ABOUT THIS EXERCISE:
Below are records; reproduce exactly the lines from the one that has "self.profiles.insert(profile.id.clone(), profile);" through the one that has "pub fn ids(&self)", ends included, and nothing more.

INPUT FOR THIS TASK:
[Start of section]

use serde::{Deserialize, Serialize};

/// Lowest tempo the engine will convert with. Anything below is treated as
/// this value so beat/second conversion never divides by zero.
pub const MIN_BPM: f64 = 1.0;

/// Tempo used to convert between beats and seconds.
#[derive(Debug, Clone, Copy, PartialEq, Serialize, Deserialize)]
pub struct Tempo {
    pub bpm: f64,
}

impl Tempo {
    pub fn new(bpm: f64) -> Self {
        Self::with_floor(bpm, MIN_BPM)
    }

    /// Build a tempo, clamping `bpm` to at least `min_bpm` (and `MIN_BPM` if
    /// that is not a usable floor either).
    pub fn with_floor(bpm: f64, min_bpm: f64) -> Self {
        let floor = if min_bpm.is_finite() && min_bpm > 0.0 {
            min_bpm
        } else {
            MIN_BPM
        };
        let bpm = if bpm.is_finite() { bpm.max(floor) } else { floor };
        Self { bpm }
    }

    pub fn seconds_per_beat(&self) -> f64 {
        60.0 / self.bpm
    }

    pub fn beats_to_seconds(&self, beats: f64) -> f64 {
        beats * self.seconds_per_beat()
    }

    pub fn seconds_to_beats(&self, seconds: f64) -> f64 {
        seconds / self.seconds_per_beat()
    }
}

impl Default for Tempo {
    fn default() -> Self {
        Self { bpm: 120.0 }
    }
}
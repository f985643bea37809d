use lumen_core::{
    define_object, AdsrConfig, DefinitionError, Emissive, ModuleSettings, ObjectDefinition, Scale,
};

use super::{key_x, pitch_color};

pub fn default_settings() -> ModuleSettings {
    ModuleSettings::new()
        .with("spread", 0.25)
        .with("base_scale", 0.5)
        .with("velocity_scale", 1.5)
        .with("attack", 0.02)
        .with("decay", 0.15)
        .with("sustain", 0.7)
        .with("release", 0.4)
        .with("glow", true)
}

pub fn definitions() -> Result<Vec<ObjectDefinition>, DefinitionError> {
    let sphere = define_object("sphere")
        .with_position(|ctx, settings| {
            Some([key_x(ctx.note.pitch, settings.number("spread", 0.25)), 0.0, 0.0])
        })
        .with_scale(|ctx, settings| {
            let base = settings.number("base_scale", 0.5);
            let boost = settings.number("velocity_scale", 1.5) * ctx.note.velocity_unit();
            Some(Scale::Uniform(base + boost))
        })
        .with_color(|ctx, _| Some(pitch_color(ctx.note.pitch)))
        .with_opacity(|ctx, _| Some(ctx.adsr_amplitude))
        .with_emissive(|ctx, settings| {
            if !settings.flag("glow", true) {
                return None;
            }
            let color = ctx.calculated.color.clone()?;
            Some(Emissive::new(color, ctx.adsr_amplitude * ctx.note.velocity_unit()))
        })
        .apply_adsr_with(|_, settings| {
            AdsrConfig::new(
                settings.number("attack", 0.02),
                settings.number("decay", 0.15),
                settings.number("sustain", 0.7),
                settings.number("release", 0.4),
            )
        })
        .build()?;

    Ok(vec![sphere])
}
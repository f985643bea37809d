use std::collections::HashMap;

use lumen_core::{ContentModule, DefinitionError, ModuleSettings, ObjectDefinition};
use serde::Serialize;

use crate::presets;

type DefinitionsFn = fn() -> Result<Vec<ObjectDefinition>, DefinitionError>;

/// A named content module recipe. Each call to [`build`](Self::build)
/// produces a fresh module with its own mapper state.
#[derive(Clone, Debug, Serialize)]
pub struct PresetProfile {
    pub id: String,
    pub name: String,
    pub description: String,
    pub default_settings: ModuleSettings,
    #[serde(skip)]
    definitions: DefinitionsFn,
}

impl PresetProfile {
    pub fn build(&self) -> Result<ContentModule, DefinitionError> {
        self.build_with(&ModuleSettings::new())
    }

    /// Build with `overrides` layered over the preset's default settings.
    pub fn build_with(&self, overrides: &ModuleSettings) -> Result<ContentModule, DefinitionError> {
        let mut settings = self.default_settings.clone();
        settings.merge(overrides);

        let mut module = ContentModule::new(self.id.clone()).with_settings(settings);
        for definition in (self.definitions)()? {
            module.add_definition(definition);
        }
        Ok(module)
    }
}

impl std::fmt::Display for PresetProfile {
    fn fmt(&self, f: &mut std::fmt::Formatter<'_>) -> std::fmt::Result {
        write!(f, "{} ({})", self.name, self.id)
    }
}

#[derive(Default)]
pub struct PresetLibrary {
    pub profiles: HashMap<String, PresetProfile>,
}

impl PresetLibrary {
    pub fn new() -> Self {
        let mut library = PresetLibrary::default();

        library.insert(PresetProfile {
            id: "pulse".to_string(),
            name: "Pulse".to_string(),
            description: "One sphere per note, placed by pitch and sized by velocity.".to_string(),
            default_settings: presets::pulse::default_settings(),
            definitions: presets::pulse::definitions,
        });

        library.insert(PresetProfile {
            id: "ripple".to_string(),
            name: "Ripple".to_string(),
            description: "A spring-kicked ring per note with concentric ripples.".to_string(),
            default_settings: presets::ripple::default_settings(),
            definitions: presets::ripple::definitions,
        });

        library.insert(PresetProfile {
            id: "piano-rain".to_string(),
            name: "Piano Rain".to_string(),
            description: "Bars fall onto their key and glow while the note is held.".to_string(),
            default_settings: presets::piano_rain::default_settings(),
            definitions: presets::piano_rain::definitions,
        });

        library.insert(PresetProfile {
            id: "orbit".to_string(),
            name: "Orbit".to_string(),
            description: "Notes claim slots on a circle and spin satellites.".to_string(),
            default_settings: presets::orbit::default_settings(),
            definitions: presets::orbit::definitions,
        });

        library
    }

    fn insert(&mut self, profile: PresetProfile) {
        self.profiles.insert(profile.id.clone(), profile);
    }

    pub fn get(&self, id: &str) -> Option<&PresetProfile> {
        self.profiles.get(id)
    }

    /// Preset ids in alphabetical order.
    pub fn ids(&self) -> Vec<&str> {
        let mut ids: Vec<&str> = self.profiles.keys().map(String::as_str).collect();
        ids.sort_unstable();
        ids
    }
}

#[cfg(test)]
mod tests {
    use lumen_core::{MidiBlock, MidiNote};

    use super::*;

    fn blocks() -> Vec<MidiBlock> {
        vec![MidiBlock::new(
            "block",
            0.0,
            16.0,
            vec![
                MidiNote::new("n1", 0.0, 2.0, 60, 100),
                MidiNote::new("n2", 0.5, 2.0, 67, 80),
            ],
        )]
    }

    #[test]
    fn test_library_lists_presets() {
        let library = PresetLibrary::new();
        assert_eq!(library.ids(), vec!["orbit", "piano-rain", "pulse", "ripple"]);
        assert!(library.get("missing").is_none());
        assert_eq!(library.get("pulse").unwrap().to_string(), "Pulse (pulse)");
    }

    #[test]
    fn test_every_preset_builds_and_renders() {
        let library = PresetLibrary::new();
        for id in library.ids() {
            let mut module = library.get(id).unwrap().build().unwrap();
            assert_eq!(module.name(), id);
            let objects = module.evaluate(1.0, &blocks(), 120.0);
            assert!(!objects.is_empty(), "preset {} rendered nothing", id);
            assert!(objects
                .iter()
                .all(|o| o.properties.opacity > 0.0 && o.properties.opacity <= 1.0));
        }
    }

    #[test]
    fn test_overrides_win_over_defaults() {
        let library = PresetLibrary::new();
        let profile = library.get("ripple").unwrap();
        let module = profile
            .build_with(&ModuleSettings::new().with("rings", 5))
            .unwrap();
        assert_eq!(module.settings().count("rings", 0), 5);
        assert_eq!(
            module.settings().number("spread", 0.0),
            profile.default_settings.number("spread", -1.0)
        );
    }

    #[test]
    fn test_profile_serializes_without_builder() {
        let library = PresetLibrary::new();
        let value = serde_json::to_value(library.get("orbit").unwrap()).unwrap();
        assert_eq!(value["id"], "orbit");
        assert!(value.get("definitions").is_none());
        assert!(value["default_settings"].is_object());
    }
}
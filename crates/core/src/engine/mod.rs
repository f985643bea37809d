pub mod context;
pub mod engine;
pub mod visual;

pub use context::{CalculatedProperties, InstanceData, MappingContext};
pub use engine::MappingEngine;
pub use visual::{Emissive, Scale, Vec3, VisualObject, VisualProperties};
use serde::{Deserialize, Serialize};

pub type Vec3 = [f64; 3];

pub const DEFAULT_POSITION: Vec3 = [0.0, 0.0, 0.0];
pub const DEFAULT_ROTATION: Vec3 = [0.0, 0.0, 0.0];
pub const DEFAULT_COLOR: &str = "#ffffff";
pub const DEFAULT_OPACITY: f64 = 1.0;

/// Scale can be uniform or per-axis.
#[derive(Debug, Clone, Copy, PartialEq, Serialize, Deserialize)]
#[serde(untagged)]
pub enum Scale {
    Uniform(f64),
    Vector(Vec3),
}

impl Scale {
    pub fn as_vec3(&self) -> Vec3 {
        match *self {
            Scale::Uniform(s) => [s, s, s],
            Scale::Vector(v) => v,
        }
    }

    pub fn is_finite(&self) -> bool {
        match self {
            Scale::Uniform(s) => s.is_finite(),
            Scale::Vector(v) => is_finite_vec3(v),
        }
    }
}

impl Default for Scale {
    fn default() -> Self {
        Scale::Vector([1.0, 1.0, 1.0])
    }
}

impl From<f64> for Scale {
    fn from(value: f64) -> Self {
        Scale::Uniform(value)
    }
}

impl From<Vec3> for Scale {
    fn from(value: Vec3) -> Self {
        Scale::Vector(value)
    }
}

/// Glow applied on top of the base color.
#[derive(Debug, Clone, PartialEq, Serialize, Deserialize)]
pub struct Emissive {
    pub color: String,
    pub intensity: f64,
}

impl Emissive {
    pub fn new(color: impl Into<String>, intensity: f64) -> Self {
        Self {
            color: color.into(),
            intensity,
        }
    }
}

pub fn is_finite_vec3(v: &Vec3) -> bool {
    v.iter().all(|c| c.is_finite())
}

/// Resolved attributes of one emitted object.
#[derive(Debug, Clone, PartialEq, Serialize, Deserialize)]
#[serde(rename_all = "camelCase")]
pub struct VisualProperties {
    pub position: Vec3,
    pub scale: Scale,
    pub rotation: Vec3,
    pub color: String,
    pub opacity: f64,
    #[serde(skip_serializing_if = "Option::is_none", default)]
    pub emissive: Option<String>,
    #[serde(skip_serializing_if = "Option::is_none", default)]
    pub emissive_intensity: Option<f64>,
}

impl Default for VisualProperties {
    fn default() -> Self {
        Self {
            position: DEFAULT_POSITION,
            scale: Scale::default(),
            rotation: DEFAULT_ROTATION,
            color: DEFAULT_COLOR.to_string(),
            opacity: DEFAULT_OPACITY,
            emissive: None,
            emissive_intensity: None,
        }
    }
}

/// One renderable instance produced for the current frame.
#[derive(Debug, Clone, PartialEq, Serialize, Deserialize)]
#[serde(rename_all = "camelCase")]
pub struct VisualObject {
    #[serde(rename = "type")]
    pub object_type: String,
    pub properties: VisualProperties,
    #[serde(skip_serializing_if = "Option::is_none", default)]
    pub source_note_id: Option<String>,
}
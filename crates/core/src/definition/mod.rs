pub mod builder;
pub mod callback;
pub mod definition;

pub use builder::{define_object, ObjectDefinitionBuilder};
pub use callback::{ConfigSource, ContextFn, Gate, Generator, Mapper, NoteFn};
pub use definition::{DefinitionError, DefinitionLevel, ObjectDefinition};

[End of section]

RESPONSE AREA:
        self.profiles.insert(profile.id.clone(), profile);
    }

    pub fn get(&self, id: &str) -> Option<&PresetProfile> {
        self.profiles.get(id)
    }

    /// Preset ids in alphabetical order.
    pub fn ids(&self) -> Vec<&str> {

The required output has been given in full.